The Crocketts bring three points of error. In points one and two, they contend the trial court erred in granting the judgment notwithstanding the verdict because there was more than a scintilla of evidence to support the jury’s finding of mutual mistake, and because Bell never pled the affirmative defense of release. In their third point of error, the Crocketts contend the trial court erred in granting the judgment notwithstanding the verdict as to Pamela Crockett because she never signed the release.

DISCUSSION

In their second point of error, the Crock-etts contend the trial court erred in granting a judgment notwithstanding the verdict because they claim Bell never pled the affirmative defense of release.

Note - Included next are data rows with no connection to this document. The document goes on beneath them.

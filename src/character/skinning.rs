//! CPU skinning: forward kinematics and linear blend skinning (LBS).

use glam::{Mat4, Quat, Vec3, Vec4};

use super::model::CharacterModel;

/// Mutable per-node local transforms, initialised from the rest pose.
#[derive(Debug, Clone, PartialEq)]
pub struct CharacterPose {
    pub translations: Vec<Vec3>,
    pub rotations: Vec<Quat>,
    pub scales: Vec<Vec3>,
    /// Uniform scale applied above every root node
    pub model_scale: f32,
}

impl CharacterPose {
    pub fn from_rest(model: &CharacterModel, model_scale: f32) -> Self {
        Self {
            translations: model.rest_translations.clone(),
            rotations: model.rest_rotations.clone(),
            scales: model.rest_scales.clone(),
            model_scale,
        }
    }

    pub fn len(&self) -> usize {
        self.translations.len()
    }

    pub fn is_empty(&self) -> bool {
        self.translations.is_empty()
    }
}

/// Compute world transforms for all nodes using forward kinematics.
pub fn compute_world_transforms(model: &CharacterModel, pose: &CharacterPose) -> Vec<Mat4> {
    let root = Mat4::from_scale(Vec3::splat(pose.model_scale));
    let mut world = vec![Mat4::IDENTITY; model.node_count];
    let mut computed = vec![false; model.node_count];

    for i in 0..model.node_count {
        compute_node(model, pose, root, &mut world, &mut computed, i);
    }

    world
}

fn compute_node(
    model: &CharacterModel,
    pose: &CharacterPose,
    root: Mat4,
    world: &mut [Mat4],
    computed: &mut [bool],
    idx: usize,
) {
    if computed[idx] {
        return;
    }

    let local = Mat4::from_scale_rotation_translation(
        pose.scales[idx],
        pose.rotations[idx],
        pose.translations[idx],
    );

    if let Some(parent) = model.parents[idx] {
        compute_node(model, pose, root, world, computed, parent);
        world[idx] = world[parent] * local;
    } else {
        world[idx] = root * local;
    }
    computed[idx] = true;
}

/// Apply linear blend skinning to one mesh.
///
/// Returns world-space positions for each primitive. Meshes without a skin
/// are moved by the world transform of the node that instances them.
pub fn skin_vertices(
    model: &CharacterModel,
    mesh_idx: usize,
    world_transforms: &[Mat4],
) -> Vec<Vec<Vec3>> {
    let mesh = &model.meshes[mesh_idx];

    let skin = match model.mesh_skin.get(&mesh_idx) {
        Some(&s) => &model.skins[s],
        None => {
            let node_world = model
                .mesh_node
                .get(&mesh_idx)
                .map_or(Mat4::IDENTITY, |&n| world_transforms[n]);
            return mesh
                .primitives
                .iter()
                .map(|p| {
                    p.positions
                        .iter()
                        .map(|&v| node_world.transform_point3(v))
                        .collect()
                })
                .collect();
        }
    };

    // Precompute joint matrices: world[joint_node] * inverse_bind_matrix
    let joint_matrices: Vec<Mat4> = skin
        .joints
        .iter()
        .zip(skin.inverse_bind_matrices.iter())
        .map(|(&node_idx, ibm)| world_transforms[node_idx] * *ibm)
        .collect();

    let mut result = Vec::with_capacity(mesh.primitives.len());

    for prim in &mesh.primitives {
        let mut skinned = vec![Vec3::ZERO; prim.positions.len()];

        for (v_idx, pos) in prim.positions.iter().enumerate() {
            let j = prim.joints[v_idx];
            let w = prim.weights[v_idx];
            let p = Vec4::new(pos.x, pos.y, pos.z, 1.0);

            let mut result_pos = Vec4::ZERO;
            let mut total = 0.0;
            for k in 0..4 {
                if w[k] < 0.0001 {
                    continue;
                }
                let Some(jm) = joint_matrices.get(j[k] as usize) else {
                    continue;
                };
                result_pos += w[k] * (*jm * p);
                total += w[k];
            }

            skinned[v_idx] = if total > 0.0 {
                result_pos.truncate() / total
            } else {
                *pos
            };
        }

        result.push(skinned);
    }

    result
}

#[cfg(test)]
mod tests {
    use super::*;
    use crate::character::model::tests::body_glb;

    fn model() -> CharacterModel {
        CharacterModel::from_slice(&body_glb()).unwrap()
    }

    #[test]
    fn test_rest_pose_world_matches_joints() {
        let model = model();
        let pose = CharacterPose::from_rest(&model, 1.0);
        let world = compute_world_transforms(&model, &pose);
        assert_eq!(world.len(), model.node_count);

        // Spine joint sits at y = 3 in the generated body
        let spine = model.node_index("Spine").unwrap();
        let p = world[spine].transform_point3(Vec3::ZERO);
        assert!((p - Vec3::new(0.0, 3.0, 0.0)).length() < 1e-5);
    }

    #[test]
    fn test_rest_pose_skinning_is_identity() {
        let model = model();
        let pose = CharacterPose::from_rest(&model, 1.0);
        let world = compute_world_transforms(&model, &pose);
        let skinned = skin_vertices(&model, 0, &world);
        for (a, b) in skinned[0].iter().zip(&model.meshes[0].primitives[0].positions) {
            assert!((*a - *b).length() < 1e-5);
        }
    }

    #[test]
    fn test_model_scale() {
        let model = model();
        let pose = CharacterPose::from_rest(&model, 100.0);
        let world = compute_world_transforms(&model, &pose);
        let skinned = skin_vertices(&model, 0, &world);
        assert!((skinned[0][1] - Vec3::new(100.0, 0.0, 0.0)).length() < 1e-3);
    }

    #[test]
    fn test_rotating_a_joint_moves_its_vertices() {
        let model = model();
        let mut pose = CharacterPose::from_rest(&model, 1.0);
        let hips = model.node_index("Hips").unwrap();

        // vertex 2 sits at (0,3,0), bound to Spine; rotate Hips 90 degrees about Z
        pose.rotations[hips] = Quat::from_rotation_z(std::f32::consts::FRAC_PI_2);
        let world = compute_world_transforms(&model, &pose);
        let skinned = skin_vertices(&model, 0, &world);

        assert!((skinned[0][2] - Vec3::new(-3.0, 0.0, 0.0)).length() < 1e-4);
        // vertex 0 is at the Hips joint (origin), unaffected
        assert!(skinned[0][0].length() < 1e-5);
    }
}
impl GlbBuilder {
    pub fn new() -> Self {
        Self::default()
    }

    pub fn data(&self) -> &[u8] {
        &self.buffer
    }

    /// Positions carry min/max bounds, which glTF requires for POSITION
    pub fn pack_positions(&mut self, positions: &[[f32; 3]]) -> json::Index<json::Accessor> {
        let (min, max) = compute_bounds(positions);
        self.push(
            bytemuck::cast_slice(positions),
            positions.len(),
            json::accessor::ComponentType::F32,
            json::accessor::Type::Vec3,
            Some(json::buffer::Target::ArrayBuffer),
            Some((min, max)),
        )
    }

    pub fn pack_vec3(&mut self, data: &[[f32; 3]]) -> json::Index<json::Accessor> {
        self.push(
            bytemuck::cast_slice(data),
            data.len(),
            json::accessor::ComponentType::F32,
            json::accessor::Type::Vec3,
            Some(json::buffer::Target::ArrayBuffer),
            None,
        )
    }

    pub fn pack_vec4(&mut self, data: &[[f32; 4]]) -> json::Index<json::Accessor> {
        self.push(
            bytemuck::cast_slice(data),
            data.len(),
            json::accessor::ComponentType::F32,
            json::accessor::Type::Vec4,
            Some(json::buffer::Target::ArrayBuffer),
            None,
        )
    }

    /// Joint indices as unsigned short vec4
    pub fn pack_joints_u16(&mut self, joints: &[[u16; 4]]) -> json::Index<json::Accessor> {
        let bytes: Vec<u8> = joints
            .iter()
            .flatten()
            .flat_map(|j| j.to_le_bytes())
            .collect();
        self.push(
            &bytes,
            joints.len(),
            json::accessor::ComponentType::U16,
            json::accessor::Type::Vec4,
            Some(json::buffer::Target::ArrayBuffer),
            None,
        )
    }

    pub fn pack_indices(&mut self, indices: &IndexBuffer) -> json::Index<json::Accessor> {
        let (bytes, component): (Vec<u8>, _) = match indices {
            IndexBuffer::U16(v) => (
                v.iter().flat_map(|i| i.to_le_bytes()).collect(),
                json::accessor::ComponentType::U16,
            ),
            IndexBuffer::U32(v) => (
                v.iter().flat_map(|i| i.to_le_bytes()).collect(),
                json::accessor::ComponentType::U32,
            ),
        };
        self.push(
            &bytes,
            indices.len(),
            component,
            json::accessor::Type::Scalar,
            Some(json::buffer::Target::ElementArrayBuffer),
            None,
        )
    }

    /// Column-major 4x4 matrices (inverse bind matrices)
    pub fn pack_mat4(&mut self, matrices: &[[f32; 16]]) -> json::Index<json::Accessor> {
        self.push(
            bytemuck::cast_slice(matrices),
            matrices.len(),
            json::accessor::ComponentType::F32,
            json::accessor::Type::Mat4,
            None,
            None,
        )
    }

    fn push(
        &mut self,
        bytes: &[u8],
        count: usize,
        component: json::accessor::ComponentType,
        type_: json::accessor::Type,
        target: Option<json::buffer::Target>,
        bounds: Option<(Vec<f32>, Vec<f32>)>,
    ) -> json::Index<json::Accessor> {
        let offset = self.buffer.len();
        self.buffer.extend_from_slice(bytes);

        self.views.push(json::buffer::View {
            buffer: json::Index::new(0),
            byte_length: bytes.len().into(),
            byte_offset: Some((offset as u64).into()),
            byte_stride: None,
            extensions: Default::default(),
            extras: Default::default(),
            name: None,
            target: target.map(Valid),
        });

        let (min, max) = match bounds {
            Some((min, max)) => (Some(to_json_array(&min)), Some(to_json_array(&max))),
            None => (None, None),
        };

        let index = self.accessors.len() as u32;
        self.accessors.push(json::Accessor {
            buffer_view: Some(json::Index::new(self.views.len() as u32 - 1)),
            byte_offset: Some(0u64.into()),
            count: count.into(),
            component_type: Valid(json::accessor::GenericComponentType(component)),
            extensions: Default::default(),
            extras: Default::default(),
            type_: Valid(type_),
            min,
            max,
            name: None,
            normalized: false,
            sparse: None,
        });

        align_buffer(&mut self.buffer);
        json::Index::new(index)
    }

    /// Pack every buffer the skinned mesh needs
    pub fn pack_mesh(&mut self, mesh: &SkinnedMeshData) -> MeshAccessors {
        let inverse_bind: Vec<[f32; 16]> = mesh
            .skeleton
            .inverse_bind_matrices()
            .iter()
            .map(|m| m.to_cols_array())
            .collect();

        MeshAccessors {
            positions: self.pack_positions(&mesh.positions),
            normals: self.pack_vec3(&mesh.normals),
            joints: self.pack_joints_u16(&mesh.skin_indices),
            weights: self.pack_vec4(&mesh.skin_weights),
            indices: self.pack_indices(&mesh.index_buffer()),
            inverse_bind_matrices: self.pack_mat4(&inverse_bind),
        }
    }

    /// Build the document: node 0 holds mesh and skin, bones follow as
    /// nodes 1..=55 with the root bone as node 0's only child.
    pub fn into_document(
        self,
        skeleton: &BodySkeleton,
        material: &BodyMaterial,
        accessors: &MeshAccessors,
    ) -> (json::Root, Vec<u8>) {
        let bone_node = |bone: usize| json::Index::<json::Node>::new(bone as u32 + 1);

        let mut nodes = Vec::with_capacity(skeleton.bones().len() + 1);
        nodes.push(json::Node {
            camera: None,
            children: Some(vec![bone_node(skeleton.root())]),
            extensions: Default::default(),
            extras: Default::default(),
            matrix: None,
            mesh: Some(json::Index::new(0)),
            name: Some(MESH_NODE_NAME.to_string()),
            rotation: None,
            scale: None,
            skin: Some(json::Index::new(0)),
            translation: None,
            weights: None,
        });

        for bone in skeleton.bones() {
            let children = if bone.children.is_empty() {
                None
            } else {
                Some(bone.children.iter().map(|&c| bone_node(c)).collect())
            };
            nodes.push(json::Node {
                camera: None,
                children,
                extensions: Default::default(),
                extras: Default::default(),
                matrix: None,
                mesh: None,
                name: Some(bone.name.to_string()),
                rotation: None,
                scale: None,
                skin: None,
                translation: Some(bone.translation.to_array()),
                weights: None,
            });
        }

        let mut attributes = BTreeMap::new();
        attributes.insert(Valid(json::mesh::Semantic::Positions), accessors.positions);
        attributes.insert(Valid(json::mesh::Semantic::Normals), accessors.normals);
        attributes.insert(Valid(json::mesh::Semantic::Joints(0)), accessors.joints);
        attributes.insert(Valid(json::mesh::Semantic::Weights(0)), accessors.weights);

        let mesh = json::Mesh {
            extensions: Default::default(),
            extras: Default::default(),
            name: Some("Body".to_string()),
            primitives: vec![json::mesh::Primitive {
                attributes,
                extensions: Default::default(),
                extras: Default::default(),
                indices: Some(accessors.indices),
                material: Some(json::Index::new(0)),
                mode: Valid(json::mesh::Mode::Triangles),
                targets: None,
            }],
            weights: None,
        };

        let skin = json::Skin {
            extensions: Default::default(),
            extras: Default::default(),
            inverse_bind_matrices: Some(accessors.inverse_bind_matrices),
            joints: (0..skeleton.bones().len()).map(bone_node).collect(),
            name: Some("BodySkeleton".to_string()),
            skeleton: Some(bone_node(skeleton.root())),
        };

        let material = json::Material {
            name: Some("BodyMaterial".to_string()),
            pbr_metallic_roughness: json::material::PbrMetallicRoughness {
                base_color_factor: json::material::PbrBaseColorFactor(material.base_color),
                metallic_factor: json::material::StrengthFactor(material.metalness),
                roughness_factor: json::material::StrengthFactor(material.roughness),
                ..Default::default()
            },
            ..Default::default()
        };

        let root = json::Root {
            accessors: self.accessors,
            animations: Vec::new(),
            asset: json::Asset {
                copyright: None,
                extensions: Default::default(),
                extras: Default::default(),
                generator: Some(GENERATOR.to_string()),
                min_version: None,
                version: "2.0".to_string(),
            },
            buffers: vec![json::Buffer {
                byte_length: self.buffer.len().into(),
                extensions: Default::default(),
                extras: Default::default(),
                name: None,
                uri: None,
            }],
            buffer_views: self.views,
            cameras: Vec::new(),
            extensions: Default::default(),
            extensions_required: Vec::new(),
            extensions_used: Vec::new(),
            extras: Default::default(),
            images: Vec::new(),
            materials: vec![material],
            meshes: vec![mesh],
            nodes,
            samplers: Vec::new(),
            scene: Some(json::Index::new(0)),
            scenes: vec![json::Scene {
                extensions: Default::default(),
                extras: Default::default(),
                name: Some("Scene".to_string()),
                nodes: vec![json::Index::new(0)],
            }],
            skins: vec![skin],
            textures: Vec::new(),
        };

        (root, self.buffer)
    }
}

Pleadings are to be liberally construed in favor of the pleader, particularly when the complaining party has not filed any special exceptions. Boyles v. Kerr, 855 S.W.2d 593, 601 (Tex.1993). Rule 45 of the Texas Rules of Civil Procedure requires that pleadings give fair notice of the claim or defense asserted. Tex.R.Civ.P. 45; Paramount Pipe & Supply Co. v. Muhr, 749 S.W.2d 491, 494 (Tex.1988). The purpose of the fair notice requirement is to provide the opposing party with enough information to enable him or her to prepare a defense or answer to the defense asserted. See id.; see also Roark v. Allen, 633 S.W.2d 804, 810 (Tex.1982). A petition is sufficient if a cause of action or defense may be reasonably inferred from what is specifically stated. See Boyles, 855 S.W.2d at 601; see also Gulf, Colorado & Santa Fe Ry. Co. v. Bliss, 368 S.W.2d 594, 599 (Tex.1963).

Here, Bell’s original answer stated: Pleading as an affirmative defense, Defendant, Tammy Renee Bell, asserts the defense of accord and satisfaction with respect to Plaintiffs, Donald R. Crockett, claim for damages. Defendant would show the Court that she already paid to the Plaintiff the sum of FIVE THOUSAND AND NO/100 ($5,000.00) DOLLARS, which sum was paid by her automobile liability insurance carrier, State Farm Mutual Automobile Insurance Company, on behalf of Defendant, Tammy Renee Bell. In exchange for such payment, the Plaintiff executed a Release, and delivered same to State Farm Mutual Automobile Insurance Company on June 29, 1989. A copy of the Release is attached hereto as Exhibit “A”, [sic] and is incorporated herein for all purposes, in haee verba [emphasis added].

Although Bell did not specifically assert “release” as a separate affirmative defense, it is evident from the above paragraph that the basis of Bell’s defense to the suit was the release executed by Donald Crockett on June 29, 1989. Because the Crocketts did not file special exceptions asking for a clearer statement of the release defense as opposed to the defense of accord and satisfaction, we apply a liberal construction to Bell’s pleadings and hold that she pled the affirmative defense of release. Appellants’ second point of error is overruled.

The Crocketts claim in their first point of error that the trial court erred in granting a judgment notwithstanding the verdict on the issue of mutual mistake. In order to uphold the granting of a judgment notwithstanding the verdict, an appellate *73 court must determine that no evidence supports the jury’s findings.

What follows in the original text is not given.